*** Data for processing Section Begins ***

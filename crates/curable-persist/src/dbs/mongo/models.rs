use chrono::{DateTime, Utc};
use mongodb::bson;
use serde::{Deserialize, Serialize};

use crate::models::{
    ChatSummary, ClinicalInsight, Medication, MentalHealthAssessment, Onboarding,
    SymptomAssessment, WeeklyCheckin,
};

/// Records carrying a creation timestamp
pub trait Timestamped {
    fn created_at(&self) -> DateTime<Utc>;
}

macro_rules! timestamped {
    ($($ty:ty),* $(,)?) => {
        $(
            impl Timestamped for $ty {
                fn created_at(&self) -> DateTime<Utc> {
                    self.created_at
                }
            }
        )*
    };
}

timestamped!(
    Onboarding,
    WeeklyCheckin,
    MentalHealthAssessment,
    Medication,
    SymptomAssessment,
    ChatSummary,
);

/// MongoDB document for an agnostic record.
///
/// chrono timestamps serialize as strings, which do not sort chronologically
/// in every case, so a BSON date copy is stored next to the record for ordering.
#[derive(Debug, Clone, Serialize, Deserialize)]
pub struct MongoRecord<T> {
    #[serde(flatten)]
    pub record: T,
    pub recorded_at: bson::DateTime,
}

impl<T: Timestamped> From<T> for MongoRecord<T> {
    fn from(record: T) -> Self {
        let recorded_at = bson::DateTime::from_chrono(record.created_at());
        Self { record, recorded_at }
    }
}

/// MongoDB document for a cached clinical insight; `valid_until` backs the expiry filter
#[derive(Debug, Clone, Serialize, Deserialize)]
pub struct MongoInsight {
    #[serde(flatten)]
    pub insight: ClinicalInsight,
    pub valid_until: bson::DateTime,
    pub recorded_at: bson::DateTime,
}

impl From<ClinicalInsight> for MongoInsight {
    fn from(insight: ClinicalInsight) -> Self {
        Self {
            valid_until: bson::DateTime::from_chrono(insight.expires_at),
            recorded_at: bson::DateTime::from_chrono(insight.created_at),
            insight,
        }
    }
}

impl From<MongoInsight> for ClinicalInsight {
    fn from(doc: MongoInsight) -> Self {
        doc.insight
    }
}
use rowbind_core::schema::ColumnSpec;

/// A column definition inside `CREATE TABLE`.
#[derive(Debug, Clone, PartialEq)]
pub struct ColumnDef<'a> {
    pub name: &'a str,
    pub ty: &'a str,

    /// Column constraint; omitted from the output when empty
    pub constraint: &'a str,
}

impl<'a> From<&'a ColumnSpec> for ColumnDef<'a> {
    fn from(column: &'a ColumnSpec) -> Self {
        ColumnDef {
            name: column.name(),
            ty: column.sql_type(),
            constraint: column.constraint(),
        }
    }
}
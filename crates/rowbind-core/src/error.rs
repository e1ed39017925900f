mod adhoc;
mod argument_count;
mod backend;
mod missing_insert_id;
mod record_not_found;
mod type_conversion;
mod type_mismatch;

use adhoc::AdhocError;
use argument_count::ArgumentCountError;
use backend::BackendError;
use missing_insert_id::MissingInsertIdError;
use record_not_found::RecordNotFoundError;
use std::sync::Arc;
use type_conversion::TypeConversionError;
use type_mismatch::TypeMismatchError;

/// An error that can occur while mapping records to SQL.
///
/// The error is a single pointer wide. Context added with
/// [`Error::context`] forms a chain that is displayed outermost first.
#[derive(Clone)]
pub struct Error {
    inner: Arc<ErrorInner>,
}

#[derive(Debug)]
struct ErrorInner {
    kind: ErrorKind,
    cause: Option<Error>,
}

impl Error {
    /// Adds context to this error.
    ///
    /// Context is displayed in reverse order: the most recently added context is shown first,
    /// followed by earlier context, ending with the root cause.
    #[inline(always)]
    pub fn context(self, consequent: impl IntoError) -> Error {
        self.context_impl(consequent.into_error())
    }

    #[inline(never)]
    #[cold]
    fn context_impl(self, consequent: Error) -> Error {
        let mut err = consequent;
        let inner = Arc::get_mut(&mut err.inner).expect("consequent error must not be shared");
        assert!(
            inner.cause.is_none(),
            "consequent error must not already have a cause"
        );
        inner.cause = Some(self);
        err
    }

    #[doc(hidden)]
    pub fn from_args(args: core::fmt::Arguments<'_>) -> Error {
        Error::from(ErrorKind::Adhoc(AdhocError::new(args)))
    }

    /// The innermost error of the chain.
    pub fn root(&self) -> &Error {
        let mut err = self;
        while let Some(cause) = err.inner.cause.as_ref() {
            err = cause;
        }
        err
    }

    fn chain(&self) -> impl Iterator<Item = &Error> {
        let mut err = self;
        core::iter::once(err).chain(core::iter::from_fn(move || {
            err = err.inner.cause.as_ref()?;
            Some(err)
        }))
    }

    fn kind(&self) -> &ErrorKind {
        &self.inner.kind
    }

    /// True if any error in the chain matches.
    fn any_kind(&self, f: impl Fn(&ErrorKind) -> bool) -> bool {
        self.chain().any(|err| f(err.kind()))
    }
}

impl std::error::Error for Error {
    fn source(&self) -> Option<&(dyn std::error::Error + 'static)> {
        match self.kind() {
            ErrorKind::Backend(err) => Some(err),
            ErrorKind::Anyhow(err) => Some(err.as_ref()),
            _ => None,
        }
    }
}

impl core::fmt::Display for Error {
    fn fmt(&self, f: &mut core::fmt::Formatter) -> core::fmt::Result {
        let mut it = self.chain().peekable();
        while let Some(err) = it.next() {
            core::fmt::Display::fmt(err.kind(), f)?;
            if it.peek().is_some() {
                f.write_str(": ")?;
            }
        }
        Ok(())
    }
}

impl core::fmt::Debug for Error {
    fn fmt(&self, f: &mut core::fmt::Formatter) -> core::fmt::Result {
        if !f.alternate() {
            core::fmt::Display::fmt(self, f)
        } else {
            f.debug_struct("Error")
                .field("kind", &self.inner.kind)
                .field("cause", &self.inner.cause)
                .finish()
        }
    }
}

#[derive(Debug)]
enum ErrorKind {
    Anyhow(anyhow::Error),
    Adhoc(AdhocError),
    ArgumentCount(ArgumentCountError),
    Backend(BackendError),
    MissingInsertId(MissingInsertIdError),
    RecordNotFound(RecordNotFoundError),
    TypeConversion(TypeConversionError),
    TypeMismatch(TypeMismatchError),
}

impl core::fmt::Display for ErrorKind {
    fn fmt(&self, f: &mut core::fmt::Formatter) -> core::fmt::Result {
        use self::ErrorKind::*;

        match self {
            Anyhow(err) => core::fmt::Display::fmt(err, f),
            Adhoc(err) => core::fmt::Display::fmt(err, f),
            ArgumentCount(err) => core::fmt::Display::fmt(err, f),
            Backend(err) => core::fmt::Display::fmt(err, f),
            MissingInsertId(err) => core::fmt::Display::fmt(err, f),
            RecordNotFound(err) => core::fmt::Display::fmt(err, f),
            TypeConversion(err) => core::fmt::Display::fmt(err, f),
            TypeMismatch(err) => core::fmt::Display::fmt(err, f),
        }
    }
}

impl From<ErrorKind> for Error {
    fn from(kind: ErrorKind) -> Error {
        Error {
            inner: Arc::new(ErrorInner { kind, cause: None }),
        }
    }
}

impl From<anyhow::Error> for Error {
    fn from(err: anyhow::Error) -> Error {
        Error::from(ErrorKind::Anyhow(err))
    }
}

impl From<uuid::Error> for Error {
    fn from(err: uuid::Error) -> Error {
        Error::from(anyhow::Error::from(err))
    }
}

/// Trait for types that can be converted into an Error.
pub trait IntoError {
    /// Converts this type into an Error.
    fn into_error(self) -> Error;
}

impl IntoError for Error {
    #[inline(always)]
    fn into_error(self) -> Error {
        self
    }
}

impl IntoError for &str {
    fn into_error(self) -> Error {
        Error::from_args(format_args!("{self}"))
    }
}

impl IntoError for String {
    fn into_error(self) -> Error {
        Error::from_args(format_args!("{self}"))
    }
}
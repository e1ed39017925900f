use pretty_assertions::assert_eq;
use rowbind::{args, Record};
use tests::{
    models::{Account, Visit},
    setup,
};
use uuid::Uuid;

#[test]
fn account_table_layout() {
    let spec = Account::table_spec();

    let columns: Vec<_> = spec
        .columns()
        .map(|column| (column.name(), column.sql_type(), column.constraint()))
        .collect();

    assert_eq!(
        columns,
        [
            ("account_id", "INTEGER", "PRIMARY KEY"),
            ("email_address", "TEXT", "NOT NULL UNIQUE"),
            ("token", "TEXT", "NOT NULL"),
            ("tags", "TEXT", ""),
        ]
    );
    assert_eq!(spec.primary_key().unwrap().name(), "account_id");
}

#[test]
fn renamed_and_custom_columns_round_trip() {
    let mapper = setup();
    mapper.create_table::<Account>(false).unwrap();

    let mut account = Account {
        email: "ada@example.com".into(),
        token: Uuid::new_v4(),
        nickname: Some("ignored".into()),
        tags: vec!["admin".into(), "beta".into()],
        ..Default::default()
    };
    mapper.insert(&mut account).unwrap();
    assert_eq!(account.id, 1);

    let mut read = Account {
        id: 1,
        ..Default::default()
    };
    mapper.find_by_primary_key(&mut read).unwrap();

    assert_eq!(read.email, account.email);
    assert_eq!(read.token, account.token);
    assert_eq!(read.tags, account.tags);
    assert_eq!(read.nickname, None);

    let mut log = mapper.backend().log();
    log.pop();
    assert_eq!(
        log.pop().sql,
        "INSERT INTO accounts (email_address, token, tags) VALUES (?, ?, ?);"
    );
    assert_eq!(
        log.pop().sql,
        "SELECT account_id, email_address, token, tags FROM accounts WHERE account_id = ?;"
    );
}

#[test]
fn column_constraints_are_enforced_by_the_database() {
    let mapper = setup();
    mapper.create_table::<Account>(false).unwrap();

    let mut first = Account {
        email: "same@example.com".into(),
        ..Default::default()
    };
    mapper.insert(&mut first).unwrap();

    let mut second = first.clone();
    let err = mapper.insert(&mut second).unwrap_err();

    assert!(err.is_backend());
    assert!(err.to_string().starts_with("insert into accounts: "));
}

#[test]
fn table_without_primary_key() {
    let mapper = setup();
    mapper.create_table::<Visit>(false).unwrap();

    for path in ["/", "/about", "/"] {
        let mut visit = Visit {
            path: path.into(),
            ..Default::default()
        };
        mapper.insert(&mut visit).unwrap();
    }

    let root_visits = mapper
        .select()
        .filter("path = ?", args!["/"])
        .count::<Visit>()
        .unwrap();
    assert_eq!(root_visits, 2);

    let deleted = mapper
        .delete(&Visit::default(), "path = ?", args!["/about"])
        .unwrap();
    assert_eq!(deleted, 1);
}
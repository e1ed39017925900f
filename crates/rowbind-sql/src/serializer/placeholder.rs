use super::{Formatter, ToSql};

/// A positional `?` parameter.
pub(super) struct Placeholder;

impl ToSql for Placeholder {
    fn to_sql(self, f: &mut Formatter<'_>) {
        f.dst.push('?');
    }
}

/// Assigns a column a positional parameter: `column = ?`.
pub(super) struct Assign<'a>(pub(super) &'a str);

impl ToSql for Assign<'_> {
    fn to_sql(self, f: &mut Formatter<'_>) {
        fmt!(f, self.0 " = " Placeholder);
    }
}

/// Counts the `?` placeholders in a caller-supplied clause.
///
/// Question marks inside single-quoted string literals and double-quoted
/// identifiers are not placeholders. A doubled quote inside a quoted section
/// is an escaped quote and does not end it.
pub fn count_placeholders(clause: &str) -> usize {
    let mut count = 0;
    let mut quote = None;

    for ch in clause.chars() {
        match quote {
            // A doubled quote closes and immediately reopens the section, so
            // it needs no special handling.
            Some(q) if ch == q => quote = None,
            Some(_) => {}
            None if ch == '\'' || ch == '"' => quote = Some(ch),
            None if ch == '?' => count += 1,
            None => {}
        }
    }

    count
}
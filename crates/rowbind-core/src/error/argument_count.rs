use super::Error;

/// Error when a where clause and its bound arguments disagree on the number
/// of placeholders.
#[derive(Debug)]
pub(super) struct ArgumentCountError {
    clause: Box<str>,
    expected: usize,
    actual: usize,
}

impl std::error::Error for ArgumentCountError {}

impl core::fmt::Display for ArgumentCountError {
    fn fmt(&self, f: &mut core::fmt::Formatter) -> core::fmt::Result {
        write!(
            f,
            "clause `{}` has {} placeholders but {} arguments were given",
            self.clause, self.expected, self.actual
        )
    }
}

impl Error {
    /// Creates an argument count error.
    pub fn argument_count(clause: impl Into<String>, expected: usize, actual: usize) -> Error {
        Error::from(super::ErrorKind::ArgumentCount(ArgumentCountError {
            clause: clause.into().into(),
            expected,
            actual,
        }))
    }

    /// Returns `true` if this error, or any error it wraps, is an argument count error.
    pub fn is_argument_count(&self) -> bool {
        self.any_kind(|kind| matches!(kind, super::ErrorKind::ArgumentCount(_)))
    }
}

*** Data for processing Section Ends ***

■ Problem requirements
Nothing but the lines from the start of the data above through the line with "recorded_at = bson::DateTime::from_chrono(record.created_at());" should appear in your answer, copied exactly.

■ Expected answer
filename crates/curable-persist/src/dbs/mongo/models.rs
use chrono::{DateTime, Utc};
use mongodb::bson;
use serde::{Deserialize, Serialize};

use crate::models::{
    ChatSummary, ClinicalInsight, Medication, MentalHealthAssessment, Onboarding,
    SymptomAssessment, WeeklyCheckin,
};

/// Records carrying a creation timestamp
pub trait Timestamped {
    fn created_at(&self) -> DateTime<Utc>;
}

macro_rules! timestamped {
    ($($ty:ty),* $(,)?) => {
        $(
            impl Timestamped for $ty {
                fn created_at(&self) -> DateTime<Utc> {
                    self.created_at
                }
            }
        )*
    };
}

timestamped!(
    Onboarding,
    WeeklyCheckin,
    MentalHealthAssessment,
    Medication,
    SymptomAssessment,
    ChatSummary,
);

/// MongoDB document for an agnostic record.
///
/// chrono timestamps serialize as strings, which do not sort chronologically
/// in every case, so a BSON date copy is stored next to the record for ordering.
#[derive(Debug, Clone, Serialize, Deserialize)]
pub struct MongoRecord<T> {
    #[serde(flatten)]
    pub record: T,
    pub recorded_at: bson::DateTime,
}

impl<T: Timestamped> From<T> for MongoRecord<T> {
    fn from(record: T) -> Self {
        let recorded_at = bson::DateTime::from_chrono(record.created_at());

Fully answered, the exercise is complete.